▶ **REQUIREMENT**: Go through the data underneath and report how many lines hold the string "info", giving only the number.

(Saved data entries)
= = = = =

/*
 * Copyright (c) 2003-2023. Trevor Campbell and others.
 *
 * This file is part of Kelpie Flight Route.
 *
 * Kelpie Flight Route is free software; you can redistribute it and/or modify
 * it under the terms of the GNU General Public License as published by
 * the Free Software Foundation; either version 2 of the License, or
 * (at your option) any later version.
 *
 * Kelpie Flight Route is distributed in the hope that it will be useful,
 * but WITHOUT ANY WARRANTY; without even the implied warranty of
 * MERCHANTABILITY or FITNESS FOR A PARTICULAR PURPOSE.  See the
 * GNU General Public License for more details.
 *
 * You should have received a copy of the GNU General Public License
 * along with Kelpie Flight Route; if not, write to the Free Software
 * Foundation, Inc., 59 Temple Place, Suite 330, Boston, MA  02111-1307  USA
 *
 * Contributors:
 *      Trevor Campbell
 *
 */
#![forbid(unsafe_code)]

use std::fs;
use std::path::PathBuf;
use std::process;
use std::rc::Rc;

use clap::{Parser, Subcommand};
use log::{info, LevelFilter};

use kelpie_flight_route::hangar::Hangar;
use kelpie_flight_route::preference::{self, PreferenceManager, AIRCRAFT_NAME, UNITS};
use kelpie_flight_route::util::info::{ABOUT, PROGRAM_NAME, VERSION};
use kelpie_flight_route::util::lat_long_format::LatLongFormat;
use kelpie_flight_route::util::speed_format::SpeedFormat;
use kelpie_flight_route::units::Speed;
use kelpie_flight_route::util::Logger;
use kelpie_flight_route::{Aircraft, Coordinate, Route, RouteObject, RouteStore, Waypoint, Wind};

const UNKNOWN: &str = "-";

#[derive(Parser)]
#[command(name = "kelpie-route", version = VERSION, about = ABOUT, long_about = None)]
struct Args {
    /// Route file to use instead of the stored one
    #[arg(long)]
    route: Option<PathBuf>,

    /// Aircraft from the hangar to plan with
    #[arg(long)]
    aircraft: Option<String>,

    /// Log debug output to the terminal
    #[arg(short, long)]
    verbose: bool,

    #[command(subcommand)]
    command: Option<Command>,
}

#[derive(Subcommand)]
enum Command {
    /// Print waypoints, legs and the route summary
    Show,
    /// Append a waypoint at a position, e.g. 48.0225 7.8325 or "48 01 21N" "7 49 57E"
    Append {
        #[arg(allow_hyphen_values = true)]
        latitude: String,
        #[arg(allow_hyphen_values = true)]
        longitude: String,
    },
    /// Append the waypoint described by a GeoJSON point feature file
    AppendFeature { file: PathBuf },
    /// Remove the waypoint at a position, counting from 1
    Remove { position: usize },
    /// Move the waypoint at a position one place towards the start
    Up { position: usize },
    /// Move the waypoint at a position one place towards the end
    Down { position: usize },
    /// Remove all waypoints
    Clear,
    /// Reverse the route
    Reverse,
    /// Set the wind at cruise altitude
    Wind {
        /// Wind speed in knots
        #[arg(long)]
        speed: Option<f64>,
        /// Direction the wind comes from, in degrees
        #[arg(long)]
        direction: Option<f64>,
    },
    /// List the aircraft in the hangar
    Hangar,
}

fn main() {
    let args = Args::parse();
    let _logger = Logger::new(if args.verbose {
        LevelFilter::Debug
    } else {
        LevelFilter::Warn
    });
    info!("{} {} starting", PROGRAM_NAME, VERSION);

    let prefs = preference::manager();
    let hangar = Hangar::load();

    let aircraft = Rc::new(select_aircraft(&hangar, prefs, args.aircraft.as_deref()));
    let wind = Rc::new(Wind::from_preferences(prefs));
    let store = match &args.route {
        Some(path) => RouteStore::at(path),
        None => RouteStore::default_location(prefs),
    };
    let mut route = Route::new(Rc::downgrade(&aircraft), Rc::downgrade(&wind), store);

    match args.command.unwrap_or(Command::Show) {
        Command::Show => {}
        Command::Append {
            latitude,
            longitude,
        } => {
            let coordinate = parse_position(&latitude, &longitude).unwrap_or_else(|e| fail(&e));
            if route.append_coordinate(coordinate).is_none() {
                fail("Position is not a valid coordinate");
            }
        }
        Command::AppendFeature { file } => {
            let text = fs::read_to_string(&file)
                .unwrap_or_else(|e| fail(&format!("Unable to read {:?}: {}", file, e)));
            if route.append(&Waypoint::from_geojson_str(&text)).is_none() {
                fail("File does not describe a valid waypoint");
            }
        }
        Command::Remove { position } => {
            if route.remove_at(index_of(&route, position)).is_none() {
                fail("No such waypoint");
            }
        }
        Command::Up { position } => {
            let id = route.id_at(index_of(&route, position)).unwrap_or_else(|| fail("No such waypoint"));
            route.move_up(id);
        }
        Command::Down { position } => {
            let id = route.id_at(index_of(&route, position)).unwrap_or_else(|| fail("No such waypoint"));
            route.move_down(id);
        }
        Command::Clear => route.clear(),
        Command::Reverse => route.reverse(),
        Command::Wind { speed, direction } => {
            if let Some(speed) = speed {
                wind.set_speed_kt(speed);
            }
            if let Some(direction) = direction {
                wind.set_direction_deg(direction);
            }
            wind.save(prefs);
            route.process_provider_events();
        }
        Command::Hangar => {
            for profile in hangar.get_all() {
                let marker = if profile.name == aircraft.get_name() { "*" } else { " " };
                println!(
                    "{} {} ({} kt, {} L/h)",
                    marker, profile.name, profile.cruise_speed_kt, profile.fuel_consumption_lph
                );
            }
            return;
        }
    }

    print_route(&route, &aircraft, &wind, prefs);
}

fn select_aircraft(hangar: &Hangar, prefs: &PreferenceManager, requested: Option<&str>) -> Aircraft {
    if let Some(name) = requested {
        match hangar.get(name) {
            Some(profile) => {
                prefs.put(AIRCRAFT_NAME, name);
                return profile.to_aircraft();
            }
            None => fail(&format!("No aircraft named '{}' in the hangar", name)),
        }
    }
    prefs
        .get::<String>(AIRCRAFT_NAME)
        .and_then(|name| hangar.get(&name))
        .or_else(|| hangar.get_default_aircraft())
        .map(|profile| profile.to_aircraft())
        .unwrap_or_default()
}

// Decimal degrees, or degrees minutes seconds with a hemisphere letter
fn parse_position(latitude: &str, longitude: &str) -> Result<Coordinate, String> {
    let lat = parse_angle(latitude, LatLongFormat::lat_format())?;
    let lon = parse_angle(longitude, LatLongFormat::long_format())?;
    Ok(Coordinate::new(lat, lon))
}

fn parse_angle(text: &str, format: LatLongFormat) -> Result<f64, String> {
    if let Ok(value) = text.trim().parse::<f64>() {
        return Ok(value);
    }
    format
        .parse(text)
        .map_err(|e| format!("{}: '{}'", e, text))
}

fn index_of(route: &Route, position: usize) -> usize {
    if position == 0 || position > route.len() {
        fail("No such waypoint");
    }
    position - 1
}

fn print_route(route: &Route, aircraft: &Aircraft, wind: &Wind, prefs: &PreferenceManager) {
    let units = prefs.get::<String>(UNITS).unwrap_or_else(|| "NM".to_string());
    let speed_format = SpeedFormat::new(&units);
    println!("{}", aircraft_line(aircraft, &speed_format));
    println!("{}", wind_line(wind, &speed_format));
    println!();

    let mut position = 0;
    for object in route.route_objects() {
        match object {
            RouteObject::Waypoint(_, waypoint) => {
                position += 1;
                let coordinate = waypoint.coordinate();
                let name = waypoint.extended_name();
                println!(
                    "{:>3}. {} {}  {}",
                    position,
                    coordinate.get_latitude_as_string(),
                    coordinate.get_longitude_as_string(),
                    name
                );
                for line in waypoint.tabular_description() {
                    println!("       {}", line);
                }
            }
            RouteObject::Leg(leg) => println!("       | {}", leg.description()),
        }
    }
    if route.is_empty() {
        println!("Route is empty");
    } else {
        println!();
        println!("{}", route.summary());
    }
}

fn known_speed(speed: Speed, speed_format: &SpeedFormat) -> String {
    if speed.is_finite() {
        speed_format.format(&speed)
    } else {
        UNKNOWN.to_string()
    }
}

fn known_number(value: f64, unit: &str) -> String {
    if value.is_finite() {
        format!("{:.0}{}", value, unit)
    } else {
        UNKNOWN.to_string()
    }
}

fn aircraft_line(aircraft: &Aircraft, speed_format: &SpeedFormat) -> String {
    format!(
        "Aircraft: {}, cruise {}, {}",
        aircraft.get_name(),
        known_speed(aircraft.get_cruise_speed(), speed_format),
        known_number(aircraft.get_fuel_consumption(), " L/h")
    )
}

fn wind_line(wind: &Wind, speed_format: &SpeedFormat) -> String {
    format!(
        "Wind: {} from {}",
        known_speed(wind.get_speed(), speed_format),
        known_number(wind.get_direction_deg(), "°")
    )
}

fn fail(message: &str) -> ! {
    eprintln!("Error: {}", message);
    process::exit(1);
}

= = = = =

▶ **TASK SOLUTION**: 3